Most data access frameworks, including query languages and importable libraries, allow you to filter and see columns or rows where data is missing. The concept of data continuity and completeness isn't more relevant anywhere than when you're talking about time-series data. By definition, time-series data needs to be continuous. However, the granularity of the continuum might differ for different requirements.

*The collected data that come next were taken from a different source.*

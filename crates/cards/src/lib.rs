//! Card data types with validation and masking built in.

mod validate;

pub use validate::{CCValError, CardNumber, CardNumberStrategy};

use common_utils::{date_time, errors};
use error_stack::report;
use masking::{PeekInterface, StrongSecret};
use time::{util::days_in_year_month, Date, Duration, Month, PrimitiveDateTime, Time};

/// Card verification code, three or four digits.
pub struct CardSecurityCode(StrongSecret<u16>);

impl CardSecurityCode {
    pub fn new(secret: StrongSecret<u16>) -> errors::CustomResult<Self, errors::ValidationError> {
        let csc = secret.peek();

        if (100..10000).contains(csc) {
            Ok(Self(secret))
        } else {
            Err(report!(errors::ValidationError::InvalidValue {
                message: "invalid card security code".to_string()
            }))
        }
    }
}

pub struct CardExpirationMonth(StrongSecret<u8>);

impl CardExpirationMonth {
    pub fn new(secret: StrongSecret<u8>) -> errors::CustomResult<Self, errors::ValidationError> {
        let month = secret.peek();

        if (1..=12).contains(month) {
            Ok(Self(secret))
        } else {
            Err(report!(errors::ValidationError::InvalidValue {
                message: "invalid card expiration month".to_string()
            }))
        }
    }

    /// The month, zero padded to two digits.
    pub fn two_digits(&self) -> String {
        format!("{:02}", self.0.peek())
    }
}

pub struct CardExpirationYear(StrongSecret<u16>);

impl CardExpirationYear {
    pub fn new(secret: StrongSecret<u16>) -> errors::CustomResult<Self, errors::ValidationError> {
        let year = secret.peek();

        if *year >= 1997 {
            Ok(Self(secret))
        } else {
            Err(report!(errors::ValidationError::InvalidValue {
                message: "invalid card expiration year".to_string()
            }))
        }
    }

    pub fn four_digits(&self) -> String {
        self.0.peek().to_string()
    }

    pub fn two_digits(&self) -> String {
        let mut year = self.four_digits();
        year.drain(..year.len().saturating_sub(2));
        year
    }
}

pub struct CardExpiration {
    pub month: CardExpirationMonth,
    pub year: CardExpirationYear,
}

impl CardExpiration {
    pub fn new(
        secret_month: StrongSecret<u8>,
        secret_year: StrongSecret<u16>,
    ) -> errors::CustomResult<Self, errors::ValidationError> {
        let month = CardExpirationMonth::new(secret_month)?;
        let year = CardExpirationYear::new(secret_year)?;
        Ok(Self { month, year })
    }

    /// Whether the expiry lies in the past. The expiry day is the last day of
    /// the expiration month; a day of slack absorbs the offset between the
    /// card holder's timezone and UTC.
    pub fn is_expired(&self) -> errors::CustomResult<bool, errors::ValidationError> {
        let current_datetime_utc = date_time::now();

        let year = i32::from(*self.year.peek().peek());
        let month = Month::try_from(*self.month.peek().peek()).map_err(|_| {
            report!(errors::ValidationError::InvalidValue {
                message: "invalid card expiration month".to_string()
            })
        })?;

        let expiration_day = days_in_year_month(year, month);
        let expiration_date =
            Date::from_calendar_date(year, month, expiration_day).map_err(|_| {
                report!(errors::ValidationError::InvalidValue {
                    message: "invalid card expiration date".to_string()
                })
            })?;

        let expiration_datetime_utc = PrimitiveDateTime::new(expiration_date, Time::MIDNIGHT)
            .saturating_add(Duration::days(1));

        Ok(current_datetime_utc > expiration_datetime_utc)
    }

    pub fn get_month(&self) -> &CardExpirationMonth {
        &self.month
    }

    pub fn get_year(&self) -> &CardExpirationYear {
        &self.year
    }
}

impl PeekInterface<StrongSecret<u16>> for CardSecurityCode {
    fn peek(&self) -> &StrongSecret<u16> {
        &self.0
    }
}

impl PeekInterface<StrongSecret<u8>> for CardExpirationMonth {
    fn peek(&self) -> &StrongSecret<u8> {
        &self.0
    }
}

impl PeekInterface<StrongSecret<u16>> for CardExpirationYear {
    fn peek(&self) -> &StrongSecret<u16> {
        &self.0
    }
}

When you have to test your data for completeness in a relational database, you often have to write complex SQL queries paired with intermediate or temporary tables to find missing data. In some cases, these queries can be tedious and non-performant. QuestDB is a time-series database that lets you store and consume your data in tabular form, but it's not what you would call a traditional relational database. To cater to the time-series workloads, QuestDB extends the standard SQL functionalities using SQL extensions. One of these extensions is the SAMPLE BY extension, which allows you to find and deal with missing data with ease.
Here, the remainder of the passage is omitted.